Roanoke, 2016 – Prescription opioid headlines are staggering: 40 Americans die each day from overdoses involving prescription opioids; they cost the United States economy $78.5 billion a year; and 227 million opioid prescriptions were handed out in the U.S. in 2015. 

In response to the millions of Americans living with chronic pain and seeking relief, the American Physical Therapy Association (APTA) rolled out its #ChoosePT Campaign with a clear message: opioids only mask pain, physical therapists treat pain through movement and exercise. In concert with the APTA, members of the organization’s Private Practice Section are stepping up efforts to educate the public about physical therapy as a safe, nondrug alternative to opioids for pain management.

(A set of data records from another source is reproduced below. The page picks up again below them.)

//! In-process message channel.
//!
//! Both directions are unbounded tokio mpsc queues: sending never blocks the
//! caller, and a single FIFO queue per direction keeps messages about any one
//! session in the order they were sent.

use std::fmt::Debug;

use tokio::sync::mpsc;
use tracing::{debug, trace};

use tend_core::{Error, Result};

use crate::message::{HostToUi, UiToHost};

/// Cloneable sending half of one direction.
#[derive(Debug)]
pub struct Sender<M> {
    tx: mpsc::UnboundedSender<M>,
}

impl<M> Clone for Sender<M> {
    fn clone(&self) -> Self {
        Self {
            tx: self.tx.clone(),
        }
    }
}

impl<M: Debug> Sender<M> {
    pub(crate) fn new(tx: mpsc::UnboundedSender<M>) -> Self {
        Self { tx }
    }

    /// Queue a message without blocking.
    ///
    /// Fails with [`Error::TransportClosed`] once the other side is gone; the
    /// message is lost.
    pub fn send(&self, message: M) -> Result<()> {
        trace!("Transport send: {:?}", message);
        self.tx.send(message).map_err(|e| {
            debug!("Transport closed, dropping {:?}", e.0);
            Error::TransportClosed
        })
    }

    /// Whether the receiving side has gone away.
    pub fn is_closed(&self) -> bool {
        self.tx.is_closed()
    }
}

/// One end of the transport: sends `Out`, receives `In`.
#[derive(Debug)]
pub struct Endpoint<Out, In> {
    sender: Sender<Out>,
    incoming: mpsc::UnboundedReceiver<In>,
}

impl<Out: Debug, In> Endpoint<Out, In> {
    pub(crate) fn new(sender: Sender<Out>, incoming: mpsc::UnboundedReceiver<In>) -> Self {
        Self { sender, incoming }
    }

    /// A sending handle that can be shared with other components.
    pub fn sender(&self) -> Sender<Out> {
        self.sender.clone()
    }

    /// Send a message without blocking.
    pub fn send(&self, message: Out) -> Result<()> {
        self.sender.send(message)
    }

    /// Wait for the next incoming message; `None` once the peer is gone.
    pub async fn recv(&mut self) -> Option<In> {
        self.incoming.recv().await
    }

    /// Take an already delivered message, if any.
    pub fn try_recv(&mut self) -> Option<In> {
        self.incoming.try_recv().ok()
    }

    /// Drain every message delivered so far.
    pub fn drain(&mut self) -> Vec<In> {
        std::iter::from_fn(|| self.try_recv()).collect()
    }
}

/// Sending handle held by the UI side.
pub type UiSender = Sender<UiToHost>;

/// The UI process end.
pub type UiEndpoint = Endpoint<UiToHost, HostToUi>;

/// The host process end.
pub type HostEndpoint = Endpoint<HostToUi, UiToHost>;

/// Create a connected pair of endpoints in this process.
pub fn channel_pair() -> (UiEndpoint, HostEndpoint) {
    let (to_host_tx, to_host_rx) = mpsc::unbounded_channel();
    let (to_ui_tx, to_ui_rx) = mpsc::unbounded_channel();

    let ui = Endpoint::new(Sender::new(to_host_tx), to_ui_rx);
    let host = Endpoint::new(Sender::new(to_ui_tx), to_host_rx);
    (ui, host)
}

The U.S. has reached a tipping point in the opioid epidemic, with studies showing more than half of pain sufferers turning to pills and other unproven methods for relief. Opioids are often prescribed to treat back pain, neck pain, and degenerative joint disease, but are not the only option patients have. Use of prescription opioids to mask pain is a risky, short-term solution that leads to powerful addiction and will never provide sufferers with long-term relief. Recommended as a safe alternative to opioids for pain management by both the CDC and the Surgeon General, physical therapy can help patients work through their condition and get better.

Private practitioners have unique access to the right resources to help patients choose physical therapy to manage pain without the risks and side effects of opioids. These physical therapists rely on outcomes based evidence to treat pain and help patients increase strength, flexibility, and improve mobility. Their main focus is to fix the dysfunction permanently and give patients the tools to independently address dysfunction throughout their lifetime.

Physical therapists use a multidisciplinary approach to develop an individualized plan of care that helps those in pain break out of an ineffective pain medication cycle. Private practice PTs are prepared to provide high-quality care in a cost-effective manner, and urge the public to consider their services to manage pain without the risks of opioids.